Here’s what’s true for me – I hate the cold sell. I am shy and somewhat introverted. As a result, I have always had a pretty low key selling approach in person. A hard sell at a craft show is, in my experience, kryptonite. But it is also true that, conventions, Renaissance Faires and music festivals aren’t traditional craft shows. There is a lot going on and people don’t come to these things just to shop. They came to dress up, eat, listen to music, see shows, drink wine with friends, or whatever… the shopping – while often quite epic – is a secondary activity. You don’t want chase them out with sales kryptonite, but you also don’t want to lose their attention.
Nothing says sensory overload like a Faire or music festival. Between street theatre, parades, music, cannons going off, the ale-stand around the corner, or what’s happening on main stage, there’s plenty of distraction. If you don’t get people to engage with you or your goods within the first ten seconds of entering the booth, something shinier will pull them right back out. So lately, as a result of that sensory competition, I find myself standing up more than I am sitting down. I am trying to be better at interacting at the street level to pull folks in. I talk to everyone who passes by. If there’s a crowd blocking my booth because of a street gig, I am learning to go out and engage them to come into the booth when the gig is over instead of getting pissed at the actors for being thoughtless about blocking my front door.

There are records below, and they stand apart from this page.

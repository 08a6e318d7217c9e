//! Raw document type.

use bytes::Bytes;
use std::fmt;
use std::ops::Deref;

/// The exact bytes of one JSON document, with any delimiter stripped.
///
/// Readers copy every document into a fresh buffer, so a `RawDocument` stays
/// valid across later reads on the same reader. Cloning is cheap.
#[derive(Clone, Default, PartialEq, Eq, Hash)]
pub struct RawDocument(Bytes);

impl RawDocument {
    pub fn new(bytes: impl Into<Bytes>) -> Self {
        Self(bytes.into())
    }

    pub(crate) fn copy_from_slice(data: &[u8]) -> Self {
        Self(Bytes::copy_from_slice(data))
    }

    pub fn as_bytes(&self) -> &[u8] {
        &self.0
    }

    pub fn into_bytes(self) -> Bytes {
        self.0
    }

    /// Returns the document as UTF-8 text, if it is valid UTF-8.
    pub fn as_str(&self) -> Option<&str> {
        std::str::from_utf8(&self.0).ok()
    }
}

impl Deref for RawDocument {
    type Target = [u8];

    fn deref(&self) -> &[u8] {
        &self.0
    }
}

impl AsRef<[u8]> for RawDocument {
    fn as_ref(&self) -> &[u8] {
        &self.0
    }
}

impl From<Vec<u8>> for RawDocument {
    fn from(v: Vec<u8>) -> Self {
        Self(Bytes::from(v))
    }
}

impl From<&'static str> for RawDocument {
    fn from(s: &'static str) -> Self {
        Self(Bytes::from_static(s.as_bytes()))
    }
}

impl PartialEq<[u8]> for RawDocument {
    fn eq(&self, other: &[u8]) -> bool {
        self.0 == other
    }
}

impl PartialEq<&[u8]> for RawDocument {
    fn eq(&self, other: &&[u8]) -> bool {
        self.0 == *other
    }
}

impl<const N: usize> PartialEq<&[u8; N]> for RawDocument {
    fn eq(&self, other: &&[u8; N]) -> bool {
        self.0 == other[..]
    }
}

impl fmt::Debug for RawDocument {
    fn fmt(&self, f: &mut fmt::Formatter<'_>) -> fmt::Result {
        write!(f, "RawDocument({:?})", String::from_utf8_lossy(&self.0))
    }
}

impl fmt::Display for RawDocument {
    fn fmt(&self, f: &mut fmt::Formatter<'_>) -> fmt::Result {
        f.write_str(&String::from_utf8_lossy(&self.0))
    }
}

My challenge this year has been all about being more present with the audience. Even if my wristband says Vendor and not Actor, I’m just as much a part of the ensemble as any guild member. I am not just an island in the middle of it all. Being part of the show means having a great costume, greeting people in character and maintaining that for the duration. Even if they don’t buy, I try to give them a cheerful and positive interaction that makes them glad to be at Faire. If I wanted to speak mundane, I could go to the craft fair down the street. Heck, if our customers wanted mundane, they’d be at the craft fair down the street. Folks paid upwards of $20+ for their ticket to the Renaissance Faire or the music festival, so the least I can do to say “thanks” for that is to help perpetuate the magic they paid for. Yes, it’s exhausting, but if I wanted to sit on my ass and knit, I could just stay home.
This all goes for music festivals too, not just Ren Faires. Heck, this even applies at street fairs and “mundane” events. Whatever the show is, you’d better be putting it on just as hard as the performers and promoters. Even if I am still not doing the hard sell, even if I am still pretty low key and all about the friendly, no-pressure connection, I am finding sales are up as a result of that one simple adaptation.
Whether you’re at a Faire, a festival or a mundane craft fair, the world of handmade is changing. It’s crowded, in a way that it wasn’t ten or even five years ago. All you have to do is go look at Etsy to see how much. You don’t have to get louder, but you do have to stand out from the crowd and you have to find new ways to authentically engage with your market. Because, at least in my case, everyone is making jewelry now.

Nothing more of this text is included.